The research proposed here will impact the following: Experimentalists working in the field. Whilst understanding the photochemistry of these important biomolecules has received considerable interest since the seminal paper of Kim et al., (JCP, 113 (2000) 10051), advances in extending these investigations to larger, more realistic systems has been hindered due to experimental limitations. This works aims to facilitate this transition through the incorporation of laser desorption to the PI's setup; Theoretical Chemists. These measurements will go some way to validating calculations but will also pose new challenges to theoreticians as these studies will explore the complex interplay between multiple reaction pathways and the ways these paths are coupled with one another with increasing molecular size; Experimentalists working in related areas. The potential for knowledge transfer from these experiments is particularly extensive and interdisciplinary, spanning across chemistry, physics and biology. For example, the work may prove invaluable to experimentalists working in related areas of molecular dynamics such as energy transfer processes in larger biomolecules and light harvesting in cell biology, thus bridging the gap between chemical physics with biochemistry and biophysics; The RCoI employed on this grant. The RCoI will be extending his training in a highly interdisciplinary area which spans experimental chemical physics with high level ab initio calculations. These sets of skills are in high demand, especially in an academic environment to which the RCoI aspires towards. The ability to perform experiments and compliment these with such detailed calculations will undoubtedly provide the RCoI with an invaluable toolbox that potential academic Departments hiring will value highly.

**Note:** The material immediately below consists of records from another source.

// Copyright (c) Microsoft Corporation.
// Licensed under the MIT License.

//! The write path: finding and dropping every cached tree a change makes stale.

use std::{
    borrow::Cow,
    collections::{BTreeSet, HashSet},
};

use cachetree_store::CacheStore;

use crate::{
    accessor::{EntityAccessor, FetchOutcome, RelationDescriptor},
    error::{ConfigError, Error, Result},
    instance::{CachedValue, Instance},
    key::{KeyCodec, Lookup},
    paths::InvalidationPath,
    populate::{DEFAULT_SETTINGS, DISABLED_TELEMETRY},
    registry::SpecRegistry,
    settings::Settings,
    telemetry::{Activity, CacheTreeTelemetry, Operation},
    value::{EntityType, FieldValue, PK_ALIAS},
};

/// What happened to the links of a collection relation.
#[derive(Clone, Copy, Debug, PartialEq, Eq, Hash)]
pub enum LinkAction {
    /// Links were added.
    Added,
    /// Links were removed.
    Removed,
    /// Every link is about to be removed.
    Clearing,
}

/// A change to the links of a collection relation on one owner instance.
///
/// # Examples
///
/// ```
/// use cachetree::{FieldValue, LinkAction, LinkChange};
///
/// let change = LinkChange::added("groups", [3, 4]);
/// assert_eq!(change.action(), LinkAction::Added);
/// assert_eq!(change.changed_ids(), [FieldValue::Int(3), FieldValue::Int(4)]);
/// ```
#[derive(Clone, Debug, PartialEq, Eq)]
pub struct LinkChange {
    relation: String,
    action: LinkAction,
    changed_ids: Vec<FieldValue>,
}

impl LinkChange {
    /// Links from the owner to the entities with `ids` were added through `relation`.
    pub fn added<I>(relation: impl Into<String>, ids: I) -> Self
    where
        I: IntoIterator,
        I::Item: Into<FieldValue>,
    {
        Self::new(relation, LinkAction::Added, ids)
    }

    /// Links from the owner to the entities with `ids` were removed from `relation`.
    pub fn removed<I>(relation: impl Into<String>, ids: I) -> Self
    where
        I: IntoIterator,
        I::Item: Into<FieldValue>,
    {
        Self::new(relation, LinkAction::Removed, ids)
    }

    /// Every link of `relation` is about to be removed. Must be reported before the links go.
    pub fn clearing(relation: impl Into<String>) -> Self {
        Self::new(relation, LinkAction::Clearing, std::iter::empty::<FieldValue>())
    }

    fn new<I>(relation: impl Into<String>, action: LinkAction, ids: I) -> Self
    where
        I: IntoIterator,
        I::Item: Into<FieldValue>,
    {
        Self {
            relation: relation.into(),
            action,
            changed_ids: ids.into_iter().map(Into::into).collect(),
        }
    }

    /// Returns the collection relation on the owner.
    #[must_use]
    pub fn relation(&self) -> &str {
        &self.relation
    }

    /// Returns what happened.
    #[must_use]
    pub fn action(&self) -> LinkAction {
        self.action
    }

    /// Returns the primary keys of the entities whose links changed; empty for clearing.
    #[must_use]
    pub fn changed_ids(&self) -> &[FieldValue] {
        &self.changed_ids
    }
}

/// The outcome of an invalidation round.
#[derive(Clone, Debug, Default, PartialEq, Eq)]
pub struct InvalidationReport {
    keys: BTreeSet<String>,
    roots: BTreeSet<(EntityType, FieldValue)>,
}

impl InvalidationReport {
    /// Returns the cache keys that were dropped.
    #[must_use]
    pub fn keys(&self) -> &BTreeSet<String> {
        &self.keys
    }

    /// Returns the number of distinct root instances whose trees were dropped.
    #[must_use]
    pub fn roots(&self) -> usize {
        self.roots.len()
    }

    /// Returns `true` if nothing was dropped.
    #[must_use]
    pub fn is_empty(&self) -> bool {
        self.keys.is_empty()
    }

    fn merge(&mut self, other: Self) {
        self.keys.extend(other.keys);
        self.roots.extend(other.roots);
    }
}

/// Drops every cached tree that a changed instance or a link change could make stale.
///
/// For a changed instance, each invalidation path of its type is walked hop by hop. An
/// instance whose fields differ from its baseline is walked in both states, so a moved
/// foreign key reaches the old and the new owner. The roots reached are turned into one key
/// per declared lookup, for their current and their baseline values, and the keys are
/// dropped in one batch. The changed instance then takes its current state as its new
/// baseline.
#[derive(Debug)]
pub struct InvalidationEngine<'a, A, S> {
    registry: &'a SpecRegistry,
    accessor: &'a A,
    store: &'a S,
    settings: &'a Settings,
    telemetry: &'a CacheTreeTelemetry,
}

impl<'a, A, S> InvalidationEngine<'a, A, S>
where
    A: EntityAccessor,
    S: CacheStore<String, CachedValue>,
{
    /// Creates an engine with default settings and no telemetry.
    #[must_use]
    pub fn new(registry: &'a SpecRegistry, accessor: &'a A, store: &'a S) -> Self {
        Self {
            registry,
            accessor,
            store,
            settings: &DEFAULT_SETTINGS,
            telemetry: &DISABLED_TELEMETRY,
        }
    }

    /// Uses `settings` instead of the defaults.
    #[must_use]
    pub fn with_settings(mut self, settings: &'a Settings) -> Self {
        self.settings = settings;
        self
    }

    /// Reports to `telemetry`.
    #[must_use]
    pub fn with_telemetry(mut self, telemetry: &'a CacheTreeTelemetry) -> Self {
        self.telemetry = telemetry;
        self
    }

    /// Drops every cached tree `instance` belongs to, in its current and baseline state.
    ///
    /// On success the instance's current state becomes its baseline.
    ///
    /// # Errors
    ///
    /// [`ConfigError::NoInvalidationPath`] if no cached tree reaches the instance's type.
    /// Store and data-source failures propagate; the baseline is then left unchanged.
    pub async fn invalidate_instance(&self, instance: &mut Instance) -> Result<InvalidationReport> {
        self.invalidate_instances(std::slice::from_mut(instance)).await
    }

    /// Drops every cached tree any of `instances` belongs to, in one batched removal.
    ///
    /// # Errors
    ///
    /// As [`InvalidationEngine::invalidate_instance`]; no baseline moves unless every
    /// instance was invalidated.
    pub async fn invalidate_instances(&self, instances: &mut [Instance]) -> Result<InvalidationReport> {
        if !self.settings.is_invalidation_enabled() {
            return Ok(InvalidationReport::default());
        }

        let mut report = InvalidationReport::default();
        for instance in instances.iter() {
            report.merge(self.collect(instance).await?);
        }

        let Some(first) = instances.first() else {
            return Ok(report);
        };
        let entity_type = first.entity_type().clone();
        self.drop_keys(&entity_type, Operation::InvalidateInstance, &report).await?;

        for instance in instances {
            instance.reset_baseline();
        }
        Ok(report)
    }

    /// Drops the cached trees a link change on `owner` makes stale.
    ///
    /// The owner is invalidated if its type caches `change.relation()`; the related
    /// entities are invalidated if their type caches the reverse relation. For added and
    /// removed links the related entities are the changed ids; for clearing they are read
    /// before the links go, unless an explicit linking type mediates the relation, whose
    /// own changes then invalidate. Link changes between types that are not both cached are
    /// ignored.
    ///
    /// # Errors
    ///
    /// [`ConfigError::UnknownRelation`] or [`Error::NotACollection`] if the relation is not a
    /// collection of the owner's type, checked only once the owner's type takes part in
    /// invalidation. Store and data-source failures propagate.
    pub async fn invalidate_link_change(&self, owner: &mut Instance, change: &LinkChange) -> Result<InvalidationReport> {
        let owner_type = owner.entity_type().clone();
        let paths = self.registry.paths();
        if !self.settings.is_invalidation_enabled() || !paths.contains(&owner_type) {
            self.telemetry.record(&owner_type, Operation::LinkChange, Activity::Ignored, 0);
            return Ok(InvalidationReport::default());
        }

        let relation = self.collection(&owner_type, change.relation())?;
        let related_type = relation.target().clone();
        if !paths.contains(&related_type) {
            self.telemetry.record(&owner_type, Operation::LinkChange, Activity::Ignored, 0);
            return Ok(InvalidationReport::default());
        }

        let mut report = InvalidationReport::default();
        let owner_caches = paths.requires_invalidation(&owner_type, &related_type);
        if owner_caches {
            report.merge(self.collect(owner).await?);
        }

        if paths.requires_invalidation(&related_type, &owner_type) {
            for related in self.affected(owner, relation, change).await? {
                report.merge(self.collect(&related).await?);
            }
        }

        self.drop_keys(&owner_type, Operation::LinkChange, &report).await?;
        if owner_caches {
            owner.reset_baseline();
        }
        Ok(report)
    }

    fn collection(&self, owner_type: &EntityType, name: &str) -> Result<&'a RelationDescriptor> {
        let relation = self
            .accessor_relation(owner_type, name)
            .ok_or_else(|| ConfigError::UnknownRelation {
                entity_type: owner_type.clone(),
                relation: name.to_owned(),
            })?;

        if !relation.kind().is_collection() {
            return Err(Error::NotACollection {
                entity_type: owner_type.clone(),
                relation: name.to_owned(),
            });
        }
        Ok(relation)
    }

    fn accessor_relation(&self, owner_type: &EntityType, name: &str) -> Option<&'a RelationDescriptor> {
        let accessor: &'a A = self.accessor;
        accessor.describe(owner_type)?.relation_named(name)
    }

    async fn affected(&self, owner: &Instance, relation: &RelationDescriptor, change: &LinkChange) -> Result<Vec<Instance>> {
        match change.action() {
            LinkAction::Added | LinkAction::Removed => {
                if change.changed_ids().is_empty() {
                    return Ok(Vec::new());
                }
                let lookups: Vec<Lookup> = change
                    .changed_ids()
                    .iter()
                    .map(|id| Lookup::new().with(PK_ALIAS, id.clone()))
                    .collect();
                let outcomes = self.accessor.fetch_many(relation.target(), &lookups).await?;
                Ok(outcomes
                    .into_iter()
                    .filter_map(|outcome| match outcome {
                        FetchOutcome::Found(instance) => Some(instance),
                        FetchOutcome::NotFound | FetchOutcome::Multiple => None,
                    })
                    .collect())
            }
            LinkAction::Clearing => {
                if relation.linking().is_some_and(|linking| !linking.is_auto_created()) {
                    return Ok(Vec::new());
                }
                Ok(self.accessor.read_relation(owner, change.relation()).await?.into_instances())
            }
        }
    }

    /// Walks every path of the instance's type and returns the keys of the roots reached.
    async fn collect(&self, instance: &Instance) -> Result<InvalidationReport> {
        let entity_type = instance.entity_type();
        let paths = self.registry.paths().get(entity_type);
        if paths.is_empty() {
            self.telemetry.record(entity_type, Operation::InvalidateInstance, Activity::Error, 0);
            return Err(ConfigError::NoInvalidationPath {
                entity_type: entity_type.clone(),
            }
            .into());
        }

        let mut report = InvalidationReport::default();
        for path in paths {
            for root in self.walk(instance, path).await? {
                report.roots.insert((root.entity_type().clone(), root.pk().clone()));
                self.root_keys(&root, &mut report.keys);
            }
        }
        Ok(report)
    }

    async fn walk<'i>(&self, instance: &'i Instance, path: &InvalidationPath) -> Result<Vec<Cow<'i, Instance>>> {
        let mut working = vec![Cow::Borrowed(instance)];

        for hop in path.hops() {
            let mut seen = HashSet::new();
            let mut next = Vec::new();

            for current in &working {
                for variant in std::iter::once(Cow::Borrowed(current.as_ref())).chain(current.original().map(Cow::Owned)) {
                    let related = self.accessor.read_relation(&variant, hop.relation()).await?;
                    for related in related.into_instances() {
                        if seen.insert((related.entity_type().clone(), related.pk().clone())) {
                            next.push(Cow::Owned(related));
                        }
                    }
                }
            }

            if next.is_empty() {
                return Ok(Vec::new());
            }
            working = next;
        }

        Ok(working)
    }

    fn root_keys(&self, root: &Instance, keys: &mut BTreeSet<String>) {
        let Some(spec) = self.registry.spec(root.entity_type()) else {
            return;
        };

        let baseline = root
            .baseline()
            .filter(|baseline| baseline.get(spec.primary_key()).is_some_and(|pk| !pk.is_null()));

        for fields in spec.lookups() {
            keys.insert(KeyCodec::derive(spec.entity_type(), &spec.lookup_from(fields, root.fields())));
            if let Some(baseline) = baseline {
                keys.insert(KeyCodec::derive(spec.entity_type(), &spec.lookup_from(fields, baseline.fields())));
            }
        }
    }

    async fn drop_keys(&self, entity_type: &EntityType, operation: Operation, report: &InvalidationReport) -> Result<()> {
        if report.is_empty() {
            return Ok(());
        }

        let keys: Vec<String> = report.keys.iter().cloned().collect();
        if let Err(error) = self.store.invalidate_many(&keys).await {
            self.telemetry.record(entity_type, operation, Activity::Error, keys.len());
            return Err(error.into());
        }
        self.telemetry.record(entity_type, operation, Activity::Invalidated, keys.len());
        Ok(())
    }
}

The proposed research will trigger new collaborations in related areas involving both experiment and theory: The experiments on adenosine and guanosine proposed here will aim to validate previous speculation by de Vries's group (e.g. Int. J. Mass Spec., 219 (2002) 133). As a result, links will undoubtedly be forged between the complimentary areas of high resolution spectroscopy and ultrafast spectroscopy; The CoI is extending his expertise in non-adiabatic dynamics to the field of ultrafast dynamics in DNA bases and nucleosides, giving him an invaluable opportunity to contribute to the field and diversify his research interests, igniting further collaborations with other experimental groups world-wide; The RCoI intends to pursue an academic career following this project and successful funding of this proposal will undoubtedly help spring-board his career.

There is potential for immediate exploitation of these results by both experimentalists and theoreticians. Thus far, the ability to bridge the gap between studying small subunits of biomolecules (e.g. adenine) and larger units (e.g. adenosine) in the time domain has been hindered by experimental complications. The successful merger of time-resolved velocity map ion imaging with laser desorption has the potential to trigger a vast plethora of new experiments, which ultimately seeks to connect the micro and macro in such molecular studies. Similarly, extending the application of theoretical methodologies to larger scale molecular systems will also spark interest to theorists world-wide, for example in the use of quantum mechanics/molecular mechanics methods for excited states one encounters several new challenges compared to the ground state, and at present such applications are in their relative infancy. One specific application of this research will be ascertaining the extent to which pisigma* states potentially contribute to larger polymeric forms of the units to be studied. The result of this can have a major impact on general studies on dynamics of small gas-phase molecules and the extension of knowledge gained from these isolated molecules to more realistic systems such as those in vivo.